Notwithstanding the foregoing, Employee may not terminate this Agreement or Employee’s employment hereunder for Good Reason without first providing the Company written notice of the event, condition or conditions constituting Good Reason, which notice must be given no later than thirty (30) days after the date on which the event, condition or conditions constituting Good Reason first occurs.  Upon the giving of such notice, the Company shall have a period of thirty (30) days during which it may remedy the event or condition(s), and if so remedied, Employee may not terminate this Agreement or Employee’s employment hereunder for Good Reason on the basis of any remedied event or condition(s).  If Employee fails to so comply with the immediately preceding two sentences of this paragraph 6(c), such termination shall not be considered a termination for Good Reason.  For purposes of this paragraph 6(c), a “Change of Control” means either: (1) the acquisition of the Company by another entity by means of any transaction or series of related transactions (including, without limitation, any reorganization, merger or consolidation or unit transfer, but excluding any such transaction effected primarily for the purpose of changing the domicile of the Company), unless the Company’s owners of record immediately prior to such transaction or series of related transactions hold, immediately after such transaction or series of related transactions, at least fifty percent (50%) of the voting power of the surviving or acquiring entity; or (2) a sale of all or substantially all of the assets of the Company.

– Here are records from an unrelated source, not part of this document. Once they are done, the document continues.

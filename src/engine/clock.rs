use std::time::{Duration, Instant};

/// Longest step the simulation will take in one frame.
pub const MAX_FRAME_DT: Duration = Duration::from_millis(100);

/// Wall-clock frame timer.
///
/// Caps each delta so a window that was dragged or suspended does not move
/// the camera through half the map on the next frame.
pub struct FrameClock {
    last: Instant,
}

impl Default for FrameClock {
    fn default() -> Self {
        Self::new()
    }
}

impl FrameClock {
    pub fn new() -> Self {
        Self {
            last: Instant::now(),
        }
    }

    /// Seconds since the previous call (or construction), capped.
    pub fn tick(&mut self) -> f32 {
        let now = Instant::now();
        let dt = now.duration_since(self.last).min(MAX_FRAME_DT);
        self.last = now;
        dt.as_secs_f32()
    }
}

/// Frames-per-second estimate refreshed every `window` of simulated time.
#[derive(Clone, Copy, Debug)]
pub struct FpsCounter {
    window: f32,
    acc_time: f32,
    acc_frames: u32,
    fps: f32,
}

impl Default for FpsCounter {
    fn default() -> Self {
        Self::new(0.5)
    }
}

impl FpsCounter {
    pub fn new(window: f32) -> Self {
        Self {
            window,
            acc_time: 0.0,
            acc_frames: 0,
            fps: 0.0,
        }
    }

    pub fn record(&mut self, dt: f32) {
        self.acc_time += dt;
        self.acc_frames += 1;
        if self.acc_time >= self.window {
            self.fps = self.acc_frames as f32 / self.acc_time;
            self.acc_time = 0.0;
            self.acc_frames = 0;
        }
    }

    #[inline]
    pub fn fps(&self) -> f32 {
        self.fps
    }
}

#[cfg(test)]
mod tests {
    use super::*;

    #[test]
    fn clock_caps_long_frames() {
        let mut clock = FrameClock::new();
        clock.last -= Duration::from_secs(5);
        let dt = clock.tick();
        assert!(dt <= MAX_FRAME_DT.as_secs_f32() + 1e-6);
        assert!(clock.tick() < 0.1);
    }

    #[test]
    fn fps_refreshes_per_window() {
        let mut fps = FpsCounter::new(0.5);
        for _ in 0..14 {
            fps.record(1.0 / 30.0);
        }
        assert_eq!(fps.fps(), 0.0);
        fps.record(0.05);
        let expected = 15.0 / (14.0 / 30.0 + 0.05);
        assert!((fps.fps() - expected).abs() < 0.01, "{}", fps.fps());
    }
}
//! Host boundary: where key state comes from and where frames go.
//!
//! The engine only ever sees these two traits, so it has no idea whether it
//! runs under a window toolkit, a test harness or a recorded demo.

use bitflags::bitflags;

use crate::renderer::Rgba;

/// Logical controls the engine reacts to.
#[derive(Clone, Copy, Debug, PartialEq, Eq, Hash)]
pub enum Key {
    Forward,
    Back,
    TurnLeft,
    TurnRight,
    Sprint,
}

impl Key {
    pub const ALL: [Key; 5] = [
        Key::Forward,
        Key::Back,
        Key::TurnLeft,
        Key::TurnRight,
        Key::Sprint,
    ];

    #[inline]
    pub fn button(self) -> Buttons {
        match self {
            Key::Forward => Buttons::FORWARD,
            Key::Back => Buttons::BACK,
            Key::TurnLeft => Buttons::TURN_LEFT,
            Key::TurnRight => Buttons::TURN_RIGHT,
            Key::Sprint => Buttons::SPRINT,
        }
    }
}

bitflags! {
    /// Held controls, one bit per [`Key`].
    #[derive(Default, Clone, Copy, Debug, PartialEq, Eq)]
    pub struct Buttons: u8 {
        const FORWARD    = 0b0000_0001;
        const BACK       = 0b0000_0010;
        const TURN_LEFT  = 0b0000_0100;
        const TURN_RIGHT = 0b0000_1000;
        const SPRINT     = 0b0001_0000;
    }
}

/// Anything that can answer "is this key held right now?".
pub trait InputSource {
    fn is_key_down(&self, key: Key) -> bool;

    /// Snapshot every control at once; read once per frame.
    fn buttons(&self) -> Buttons {
        Key::ALL
            .into_iter()
            .filter(|&k| self.is_key_down(k))
            .fold(Buttons::empty(), |acc, k| acc | k.button())
    }
}

/// Presentation surface for finished frames (`0x00RRGGBB`, row-major).
pub trait FrameSink {
    type Error;

    fn present(&mut self, pixels: &[Rgba], width: usize, height: usize) -> Result<(), Self::Error>;
}

/// Press/release record fed by event handlers and read by the engine.
#[derive(Default, Clone, Copy, Debug, PartialEq, Eq)]
pub struct InputState {
    held: Buttons,
}

impl InputState {
    pub fn press(&mut self, key: Key) {
        self.held.insert(key.button());
    }

    pub fn release(&mut self, key: Key) {
        self.held.remove(key.button());
    }

    pub fn set(&mut self, key: Key, down: bool) {
        self.held.set(key.button(), down);
    }

    pub fn clear(&mut self) {
        self.held = Buttons::empty();
    }
}

impl InputSource for InputState {
    #[inline]
    fn is_key_down(&self, key: Key) -> bool {
        self.held.contains(key.button())
    }

    #[inline]
    fn buttons(&self) -> Buttons {
        self.held
    }
}

impl InputSource for Buttons {
    #[inline]
    fn is_key_down(&self, key: Key) -> bool {
        self.contains(key.button())
    }
}

#[cfg(test)]
mod tests {
    use super::*;

    #[test]
    fn press_release_round_trip() {
        let mut input = InputState::default();
        input.press(Key::Forward);
        input.press(Key::Sprint);
        assert!(input.is_key_down(Key::Forward));
        assert!(input.is_key_down(Key::Sprint));
        assert!(!input.is_key_down(Key::Back));

        input.release(Key::Forward);
        assert_eq!(input.buttons(), Buttons::SPRINT);

        input.set(Key::TurnLeft, true);
        input.clear();
        assert_eq!(input.buttons(), Buttons::empty());
    }

    struct OnlyTurnRight;
    impl InputSource for OnlyTurnRight {
        fn is_key_down(&self, key: Key) -> bool {
            key == Key::TurnRight
        }
    }

    #[test]
    fn default_snapshot_polls_every_key() {
        assert_eq!(OnlyTurnRight.buttons(), Buttons::TURN_RIGHT);
    }
}
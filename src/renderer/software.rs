//! ---------------------------------------------------------------------------
//! Classic software (CPU) column renderer
//!
//! * Keeps an unpacked [`Frame`] of [`Color`]s and a packed `0x00RRGGBB`
//!   mirror that is refreshed once per frame in `end_frame`.
//! * Every frame is fully overwritten: the ceiling/floor split first, then
//!   one textured strip per screen column, then overlays.
//! ---------------------------------------------------------------------------

use crate::{
    color::Color,
    engine::raycast::texel_row,
    renderer::{ColumnStrip, Frame, Renderer, Rgba, Shading},
    world::TextureBank,
};

/*───────────────────────────────────────────────────────────────────────*/
/*                              Backend                                 */
/*───────────────────────────────────────────────────────────────────────*/

/// Wolfenstein-style column renderer.
#[derive(Default)]
pub struct Software {
    frame: Frame,
    packed: Vec<Rgba>,
}

impl Software {
    /// Last rendered frame, unpacked.
    pub fn frame(&self) -> &Frame {
        &self.frame
    }
}

/*──────────────────────── Renderer trait impl ────────────────────────*/
impl Renderer for Software {
    fn begin_frame(&mut self, w: usize, h: usize, shading: &Shading) {
        // (re)allocate if resolution changed
        if w != self.frame.width || h != self.frame.height {
            log::debug!("software renderer resized to {w}x{h}");
            self.frame = Frame::new(w, h);
            self.packed.resize(w * h, 0);
        }

        /* ceiling above the horizon, floor below */
        let split = (h / 2) * w;
        let (top, bottom) = self.frame.pixels.split_at_mut(split);
        top.fill(shading.ceiling);
        bottom.fill(shading.floor);
    }

    fn draw_column(&mut self, strip: &ColumnStrip, bank: &TextureBank) {
        let (w, h) = (self.frame.width, self.frame.height);
        if strip.x >= w || strip.draw_start > strip.draw_end {
            return;
        }

        let tex = bank.texture(strip.material);
        let mask = tex.mask() as i32;
        let y0 = strip.draw_start.max(0) as usize;
        let y1 = strip.draw_end.min(h as i32 - 1) as usize;

        let mut tex_pos = strip.tex_pos;
        let mut idx = y0 * w + strip.x;
        for _ in y0..=y1 {
            let tex_y = texel_row(tex_pos, mask) as usize;
            tex_pos += strip.tex_step;

            let c = tex.texel(strip.tex_x, tex_y);
            self.frame.pixels[idx] = if strip.shaded { c.darken() } else { c };
            idx += w;
        }
    }

    fn fill_rect(&mut self, x: i32, y: i32, w: i32, h: i32, color: Color) {
        let fw = self.frame.width as i32;
        let fh = self.frame.height as i32;
        let (x0, x1) = (x.max(0), (x + w).min(fw));
        let (y0, y1) = (y.max(0), (y + h).min(fh));
        if x0 >= x1 || y0 >= y1 {
            return;
        }
        for row in y0..y1 {
            let start = row as usize * self.frame.width;
            self.frame.pixels[start + x0 as usize..start + x1 as usize].fill(color);
        }
    }

    fn end_frame<F, T>(&mut self, submit: F) -> T
    where
        F: FnOnce(&[Rgba], usize, usize) -> T,
    {
        for (dst, c) in self.packed.iter_mut().zip(&self.frame.pixels) {
            *dst = c.to_argb() & 0x00FF_FFFF;
        }
        submit(&self.packed, self.frame.width, self.frame.height)
    }
}

/*──────────────────────────────── Tests ───────────────────────────────*/
#[cfg(test)]
mod tests {
    use super::*;
    use crate::{
        renderer::RendererExt,
        world::{Material, Texture, TextureBank},
    };

    const BLUE: Color = Color::rgb(0, 0, 200);

    /* tiny helpers ---------------------------------------------------*/
    fn tiny_bank() -> TextureBank {
        let mut bank = TextureBank::new(4).unwrap();
        bank.insert(
            Material::Stone,
            Texture {
                size: 4,
                pixels: vec![BLUE; 16],
            },
        )
        .unwrap();
        bank
    }

    fn blue_strip(x: usize) -> ColumnStrip {
        ColumnStrip {
            x,
            material: Material::Stone,
            line_height: 4,
            draw_start: 2,
            draw_end: 5,
            tex_x: 1,
            tex_step: 1.0,
            tex_pos: 0.0,
            shaded: false,
        }
    }

    #[test]
    fn software_renders_strip() {
        let bank = tiny_bank();
        let mut sw = Software::default();
        let shading = Shading::default();

        let (packed, w, h) = sw.draw_frame(8, 8, &shading, &[blue_strip(3)], &bank, |fb, w, h| {
            (fb.to_vec(), w, h)
        });

        assert_eq!((w, h), (8, 8));
        let frame = sw.frame();
        for y in 0..8 {
            let expected = match y {
                2..=5 => BLUE,
                0..=3 => shading.ceiling,
                _ => shading.floor,
            };
            assert_eq!(frame.get(3, y), expected, "row {y}");
        }
        assert_eq!(packed[2 * 8 + 3], 0x00_0000C8);
        assert_eq!(frame.get(0, 0), shading.ceiling);
        assert_eq!(frame.get(0, 7), shading.floor);
    }

    #[test]
    fn shaded_strip_is_darker() {
        let bank = tiny_bank();
        let mut sw = Software::default();
        let strip = ColumnStrip {
            shaded: true,
            ..blue_strip(0)
        };
        sw.draw_frame(4, 8, &Shading::default(), &[strip], &bank, |_, _, _| ());
        assert_eq!(sw.frame().get(0, 3), BLUE.darken());
    }

    #[test]
    fn fill_rect_clips() {
        let mut sw = Software::default();
        sw.begin_frame(4, 4, &Shading::default());
        sw.fill_rect(-2, 2, 4, 10, Color::WHITE);
        assert_eq!(sw.frame().get(0, 3), Color::WHITE);
        assert_eq!(sw.frame().get(1, 2), Color::WHITE);
        assert_ne!(sw.frame().get(2, 2), Color::WHITE);
        assert_ne!(sw.frame().get(0, 1), Color::WHITE);
    }
}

d. Employee may terminate this Agreement and Employee’s employment hereunder without Good Reason by providing written notice of termination to the Company thirty (30) days in advance.  For purposes of this Agreement “without Good Reason” shall mean any termination by Employee that is not termination for Good Reason as set forth and in accordance with paragraph 6(c) above.
e. Notwithstanding anything to the contrary elsewhere herein, upon termination or expiration of this Agreement and Employee’s employment hereunder, Employee shall be entitled to receive from the Company only the following compensation and benefits, and shall not be entitled to any further compensation or benefits:
i.    If the Company terminates this Agreement and Employee’s employment hereunder for Cause, Employee terminates this Agreement and Employee’s employment hereunder without Good Reason, or this Agreement terminates by expiration because Employee or Company elect not to renew it in accordance with paragraph 2, then, within thirty (30) days of termination or expiration, the Company shall pay Employee (1) all base salary through the date of termination or expiration; and (2) any outstanding expense reimbursement payments then due to Employee as of the date of termination or expiration.
 
ii.    If the Company terminates this Agreement and Employee’s employment hereunder without Cause, Employee terminates this Agreement and Employee’s employment hereunder for Good Reason (except for a Change of Control), or this Agreement terminates due to Employee’s death or disability, then, within thirty (30) days of termination or expiration, the Company shall pay Employee (1) all base salary through the date of termination or expiration; (2) any outstanding expense reimbursement payments then due to Employee as of the date of termination or expiration; and (3) separation pay, which shall vary depending on the length of the Term: if the Term of this Agreement is between three (3) and six (6) months, Company will pay employee eighteen thousand seven hundred and fifty dollars and zero cents ($18,750.00) in additional cash compensation, plus forty three thousand seven hundred fifty dollars and zero cents ($43,750.00) of value in restricted stock under the Company’s 2017 Equity Incentive Plan or a successor plan (the “Plan”) ; if the Term of this Agreement is between six and (6) and nine (9) months, Company will pay employee thirty seven thousand five hundred dollars and zero cents ($37,500.00) in additional cash compensation, plus eighty seven thousand five hundred dollars and zero cents ($87,500.00) of value in restricted stock under the Plan; if the Term of this Agreement is between nine and (9) and twelve (12) months, Company will pay employee fifty six thousand two hundred fifty dollars and zero cents ($56,250.00) in additional cash compensation, plus one hundred and thirty one thousand two hundred fifty dollars and zero cents ($131,250.00) of value in restricted stock under the Plan; if the Term of this Agreement reaches twelve (12) months, Company will pay employee seventy five thousand dollars and zero cents ($75,000.00) in additional cash compensation, plus one hundred seventy five thousand dollars and zero cents ($175,000.00) of value in restricted stock under the Plan.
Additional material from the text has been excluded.